* Work request *
Which lines of the data below include the string "summary"? Return each of them.
====== Data extract
//! End-to-end CLI tests for chatstat.
//!
//! These tests run the actual binary against the fixtures in
//! `tests/fixtures` and check stdout, stderr, exit status and any files
//! written with `--records`.
//!
//! # Test Categories
//!
//! - **Reports**: Text and JSON reports, per-sender filtering
//! - **Records**: CSV, JSON, JSONL record files
//! - **Inputs**: Plain text, CRLF and `.zip` exports
//! - **Error handling**: Proper error messages for bad input
//!
//! # Running Tests
//!
//! ```bash
//! cargo test --test cli_e2e
//! ```

use assert_cmd::Command;
use predicates::prelude::*;
use std::fs;
use std::path::PathBuf;
use tempfile::{TempDir, tempdir};

// ============================================================================
// Test Fixtures
// ============================================================================

fn fixture(name: &str) -> PathBuf {
    PathBuf::from(env!("CARGO_MANIFEST_DIR"))
        .join("tests/fixtures")
        .join(name)
}

fn chatstat_cmd() -> Command {
    let mut cmd = Command::cargo_bin("chatstat").expect("binary builds");
    cmd.env_remove("RUST_LOG");
    cmd
}

fn output_path(dir: &TempDir, name: &str) -> PathBuf {
    dir.path().join(name)
}

fn json_report(args: &[&str]) -> serde_json::Value {
    let output = chatstat_cmd()
        .arg(fixture("group_day_first.txt"))
        .args(["--report", "json"])
        .args(args)
        .output()
        .unwrap();
    assert!(output.status.success());
    serde_json::from_slice(&output.stdout).expect("stdout is JSON")
}

// ============================================================================
// Report Tests
// ============================================================================

mod reports {
    use super::*;

    #[test]
    fn test_text_report_for_all() {
        chatstat_cmd()
            .arg(fixture("group_day_first.txt"))
            .assert()
            .success()
            .stdout(predicate::str::contains("📊 Chat statistics for ALL"))
            .stdout(predicate::str::contains("Messages:   10"))
            .stdout(predicate::str::contains("Most active: Bob"))
            .stdout(predicate::str::contains("👥 Most messages"))
            .stdout(predicate::str::contains("pizza"));
    }

    #[test]
    fn test_text_report_for_one_sender() {
        chatstat_cmd()
            .arg(fixture("group_day_first.txt"))
            .args(["--user", "Carol"])
            .assert()
            .success()
            .stdout(predicate::str::contains("Chat statistics for Carol"))
            .stdout(predicate::str::contains("Messages:   2"))
            .stdout(predicate::str::contains("Most messages").not());
    }

    #[test]
    fn test_unknown_sender_warns_but_succeeds() {
        chatstat_cmd()
            .arg(fixture("group_day_first.txt"))
            .args(["-u", "Mallory"])
            .assert()
            .success()
            .stdout(predicate::str::contains("Messages:   0"))
            .stdout(predicate::str::contains("no messages match sender 'Mallory'"));
    }

    #[test]
    fn test_sender_named_all_can_be_selected() {
        let dir = tempdir().unwrap();
        let path = output_path(&dir, "chat.txt");
        fs::write(
            &path,
            "01/02/23, 10:00 - All: hi\n01/02/23, 10:01 - Bob: hey\n01/02/23, 10:02 - Bob: yo\n",
        )
        .unwrap();

        let output = chatstat_cmd()
            .arg(&path)
            .args(["--report", "json", "--user", "All"])
            .output()
            .unwrap();
        let report: serde_json::Value = serde_json::from_slice(&output.stdout).unwrap();
        assert_eq!(report["summary"]["total_messages"], 1);
        assert!(report.get("rankings").is_none());
    }

    #[test]
    fn test_json_report_shape() {
        let report = json_report(&[]);

        assert_eq!(report["filter"], "all");
        assert_eq!(report["summary"]["total_messages"], 10);
        assert_eq!(report["summary"]["most_active_sender"], "Bob");
        assert_eq!(report["rankings"]["most_messages"][0]["key"], "Bob");
        assert_eq!(report["top_words"][0]["key"], "pizza");
        assert_eq!(report["top_emojis"][0]["key"], "😂");
        assert!(report["warnings"].as_array().unwrap().is_empty());
    }

    #[test]
    fn test_json_report_for_sender_has_no_rankings() {
        let report = json_report(&["--user", "Bob"]);

        assert_eq!(report["summary"]["total_messages"], 3);
        assert!(report.get("rankings").is_none());
    }

    #[test]
    fn test_top_limits_tables() {
        let report = json_report(&["--top", "1"]);
        assert_eq!(report["top_words"].as_array().unwrap().len(), 1);
        assert_eq!(report["top_emojis"].as_array().unwrap().len(), 1);
    }

    #[test]
    fn test_no_stopwords_keeps_common_words() {
        let report = json_report(&["--no-stopwords", "--top", "100"]);
        let words: Vec<&str> = report["top_words"]
            .as_array()
            .unwrap()
            .iter()
            .filter_map(|w| w["key"].as_str())
            .collect();
        assert!(words.contains(&"it"));
    }

    #[test]
    fn test_custom_stopwords_file() {
        let dir = tempdir().unwrap();
        let path = output_path(&dir, "stop.txt");
        fs::write(&path, "# mine\npizza\n").unwrap();

        let report = json_report(&["--stopwords", path.to_str().unwrap()]);
        assert_ne!(report["top_words"][0]["key"], "pizza");
    }

    #[test]
    fn test_list_senders() {
        chatstat_cmd()
            .arg(fixture("group_day_first.txt"))
            .arg("--list-senders")
            .assert()
            .success()
            .stdout("Alice\nBob\nCarol\n");
    }
}

// ============================================================================
// Record Output Tests
// ============================================================================

mod records {
    use super::*;

    #[test]
    fn test_records_csv_from_extension() {
        let dir = tempdir().unwrap();
        let out = output_path(&dir, "messages.csv");

        chatstat_cmd()
            .arg(fixture("group_day_first.txt"))
            .arg("--records")
            .arg(&out)
            .assert()
            .success()
            .stderr(predicate::str::contains("Records written to"));

        let content = fs::read_to_string(&out).unwrap();
        assert!(content.starts_with("Timestamp;Sender;Body;System;Media;Deleted"));
        assert!(content.contains("2023-03-12 13:05:00;Carol;<Media omitted>;false;true;false"));
    }

    #[test]
    fn test_records_json() {
        let dir = tempdir().unwrap();
        let out = output_path(&dir, "messages.json");

        chatstat_cmd()
            .arg(fixture("group_day_first.txt"))
            .arg("--records")
            .arg(&out)
            .assert()
            .success();

        let parsed: serde_json::Value =
            serde_json::from_str(&fs::read_to_string(&out).unwrap()).unwrap();
        let rows = parsed.as_array().unwrap();
        assert_eq!(rows.len(), 10);
        assert_eq!(rows[3]["sender"], "Alice");
    }

    #[test]
    fn test_records_format_overrides_extension() {
        let dir = tempdir().unwrap();
        let out = output_path(&dir, "messages.data");

        chatstat_cmd()
            .arg(fixture("group_day_first.txt"))
            .arg("--records")
            .arg(&out)
            .args(["--records-format", "jsonl", "--no-system"])
            .assert()
            .success();

        let content = fs::read_to_string(&out).unwrap();
        assert_eq!(content.lines().count(), 7);
        for line in content.lines() {
            let row: serde_json::Value = serde_json::from_str(line).unwrap();
            assert_ne!(row["sender"], "group_notification");
        }
    }

    #[test]
    fn test_unknown_records_extension_fails() {
        let dir = tempdir().unwrap();
        let out = output_path(&dir, "messages.xlsx");

        chatstat_cmd()
            .arg(fixture("group_day_first.txt"))
            .arg("--records")
            .arg(&out)
            .assert()
            .failure()
            .stderr(predicate::str::contains("Error"));
        assert!(!out.exists());
    }

    #[test]
    fn test_records_format_requires_records() {
        chatstat_cmd()
            .arg(fixture("group_day_first.txt"))
            .args(["--records-format", "csv"])
            .assert()
            .failure();
    }
}

// ============================================================================
// Input Tests
// ============================================================================

mod inputs {
    use super::*;

    #[test]
    fn test_month_first_crlf_export() {
        chatstat_cmd()
            .arg(fixture("us_month_first.txt"))
            .args(["--report", "json"])
            .assert()
            .success()
            .stdout(predicate::str::contains("\"total_messages\": 4"))
            .stdout(predicate::str::contains("\"2024-01-15\""));
    }

    #[test]
    fn test_forced_date_order() {
        // read as day-first the first line falls in the invalid month 15, so
        // the header is rejected and the export shrinks
        let output = chatstat_cmd()
            .arg(fixture("us_month_first.txt"))
            .args(["--report", "json", "--date-order", "day-first"])
            .output()
            .unwrap();
        let report: serde_json::Value = serde_json::from_slice(&output.stdout).unwrap_or_default();
        assert_ne!(report["summary"]["total_messages"], 4);
    }

    #[test]
    fn test_custom_media_placeholder() {
        let dir = tempdir().unwrap();
        let path = output_path(&dir, "chat.txt");
        fs::write(&path, "01/02/23, 10:00 - Ana: <Multimedia omitido>\n").unwrap();

        let output = chatstat_cmd()
            .arg(&path)
            .args(["--report", "json", "--media-placeholder", "<Multimedia omitido>"])
            .output()
            .unwrap();
        let report: serde_json::Value = serde_json::from_slice(&output.stdout).unwrap();
        assert_eq!(report["summary"]["total_media"], 1);
    }

    #[test]
    fn test_zip_export() {
        use std::io::Write;
        use zip::write::SimpleFileOptions;

        let dir = tempdir().unwrap();
        let path = output_path(&dir, "export.zip");
        let mut writer = zip::ZipWriter::new(fs::File::create(&path).unwrap());
        writer
            .start_file("WhatsApp Chat with Dana.txt", SimpleFileOptions::default())
            .unwrap();
        writer
            .write_all(&fs::read(fixture("us_month_first.txt")).unwrap())
            .unwrap();
        writer.finish().unwrap();

        chatstat_cmd()
            .arg(&path)
            .arg("--list-senders")
            .assert()
            .success()
            .stdout("Dana\nEli\n");
    }

    #[test]
    fn test_verbose_logs_to_stderr() {
        chatstat_cmd()
            .arg(fixture("us_month_first.txt"))
            .arg("-v")
            .assert()
            .success()
            .stderr(predicate::str::contains("parsed export"))
            .stdout(predicate::str::contains("parsed export").not());
    }
}

// ============================================================================
// Error Handling Tests
// ============================================================================

mod errors {
    use super::*;

    #[test]
    fn test_missing_file() {
        chatstat_cmd()
            .arg("/nonexistent/chat.txt")
            .assert()
            .failure()
            .stderr(predicate::str::contains("❌ Error"));
    }

    #[test]
    fn test_not_an_export() {
        let dir = tempdir().unwrap();
        let path = output_path(&dir, "notes.txt");
        fs::write(&path, "shopping list\nmilk\n").unwrap();

        chatstat_cmd()
            .arg(&path)
            .assert()
            .failure()
            .stderr(predicate::str::contains("notes.txt"));
    }

    #[test]
    fn test_empty_file() {
        let dir = tempdir().unwrap();
        let path = output_path(&dir, "empty.txt");
        fs::write(&path, "").unwrap();

        chatstat_cmd().arg(&path).assert().failure();
    }

    #[test]
    fn test_stopwords_conflict() {
        chatstat_cmd()
            .arg(fixture("group_day_first.txt"))
            .args(["--stopwords", "x.txt", "--no-stopwords"])
            .assert()
            .failure();
    }

    #[test]
    fn test_missing_input_argument() {
        chatstat_cmd().assert().failure();
    }
}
============
* Result of the exercise *
        assert_eq!(report["summary"]["total_messages"], 1);
        assert_eq!(report["summary"]["total_messages"], 10);
        assert_eq!(report["summary"]["most_active_sender"], "Bob");
        assert_eq!(report["summary"]["total_messages"], 3);
        assert_ne!(report["summary"]["total_messages"], 4);
        assert_eq!(report["summary"]["total_media"], 1);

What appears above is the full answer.